The Berlin Wall and the backyard of History

The Berlin Wall and the backyard of History

"1989 is not a mere sign in the chronological flow of the 20th century. Instead of following a linear timeline, it indicates a threshold, a critical moment that closes a season to open another. " With these words, Enzo Traverso assesses the fall of 1989 and the fall of the Berlin Wall, describing this year as the completion of an overthrow, mainly at a symbolic and ideological level, which had begun in the early 1980s with Thatcherism and Reaganism.

The words "revolution" and "communism" no longer signified a venture of emancipation, but in the collective imagination they referred more to "a totalitarian universe". On the other hand, words like 'market', 'business', 'investment', 'reform', 'individual freedoms' etc. they were transformed by symbols of alienation and individualism into objects of collective desire, but also "the natural foundations of postcolonial liberal societies".

At the same time, the bipolarity and "spheres of influence" of the two superpowers gave way to a planetary history, to a sense of shared destiny, which signaled the transition to a multipolar world, with greater uncertainty and much more uncertainty.

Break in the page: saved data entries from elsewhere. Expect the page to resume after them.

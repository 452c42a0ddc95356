// src/routes/faturas.rs

use axum::{
    extract::State,
    http::{header, HeaderValue},
    response::{IntoResponse, Response},
    Json,
};

use crate::auth::ReportViewer;
use crate::error::AppResult;
use crate::metrics::sources::load_units;
use crate::metrics::{aggregate, AggregateOptions, MetricsResponse, Reconciliation};
use crate::AppState;

pub(crate) fn no_store(mut res: Response) -> Response {
    let headers = res.headers_mut();
    headers.insert(
        header::CACHE_CONTROL,
        HeaderValue::from_static("no-store, no-cache, must-revalidate, max-age=0"),
    );
    headers.insert(header::PRAGMA, HeaderValue::from_static("no-cache"));
    headers.insert(header::EXPIRES, HeaderValue::from_static("0"));
    res
}

// GET /api/faturas/metrics
pub async fn get_metrics(
    viewer: ReportViewer,
    State(state): State<AppState>,
) -> AppResult<Response> {
    let source = state.config.metrics_source;
    let loaded = load_units(&state.pool, source).await.map_err(|e| {
        tracing::error!(error = %e, ?source, "failed to load billing units");
        e
    })?;

    let options = AggregateOptions {
        unidentified: state.config.unidentified_clients,
        report_no_data: source.supports_no_data(),
    };
    let report = aggregate(loaded.records, &options);

    let mut body = MetricsResponse::from(report);
    if let Some(total_from_source) = loaded.total_from_source {
        let reconciliation = Reconciliation::new(body.metrics.total_injected, total_from_source);
        if !reconciliation.totals_match {
            tracing::warn!(
                aggregated = body.metrics.total_injected,
                from_source = total_from_source,
                diff = reconciliation.totals_diff,
                "injected totals do not reconcile"
            );
        }
        body.reconciliation = Some(reconciliation);
    }

    tracing::info!(
        user_id = %viewer.user.id,
        role = ?viewer.role,
        clients = body.metrics.total_clients,
        units = body.total,
        "billing metrics served"
    );
    Ok(no_store(Json(body).into_response()))
}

Thirty years later, we are in a new threshold for a time when capitalism is being disputed almost everywhere as a source of catastrophes and threats to man and nature. The abysmal inequalities of income and wealth, freedom in many "liberal" regimes, mass alienation, the abolition of the social state, and climate change paint a gloomy landscape, a "valley of tears" for cruelty.

New movements of contention and claim are emerging in many corners of the globe, scattered and unrelated. But for civil liberties, others for greater economic equality, others for environmental protection. The point is the cooperation and osmosis of these movements, which must have in common the opposition to neoliberal capitalism and its consequences.

Undoubtedly the 20th century was a time of mass violence, genocide, totalitarian wars, but also of rebellions, revolutions, and hopeless hopes. It was a time when the ruling classes guided the developments, but also the spectacular entry of the "masses" into the historical arena. It was a "thickening" and an acceleration of historical time, which brought cataclysmic changes to economic, political and social levels.

Today, new contradictions appear to have accumulated and new underground currents have been set in motion, eagerly seeking to reach the historic surface. Pre-earthquake vibrations have lived through the movements of this decade: "Arab Spring", "indignant", Occupy Wall Street etc. These vibrations continue today in many parts of the globe. The question is whether the upcoming earthquake - without being able to predict when it will occur - will be a gradual social change or a new warfare in which new totalitarians will be "roasted".

Certainly, the situation in today's world does not leave much room for optimism unless the new generations - whose miserable future is foretold by all means in the present system - take action and prove that they have more imagination, courage, will and empathy than their. considers it clear that its readers have the right to comment, criticize and freely express themselves and seeks two-way communication with them.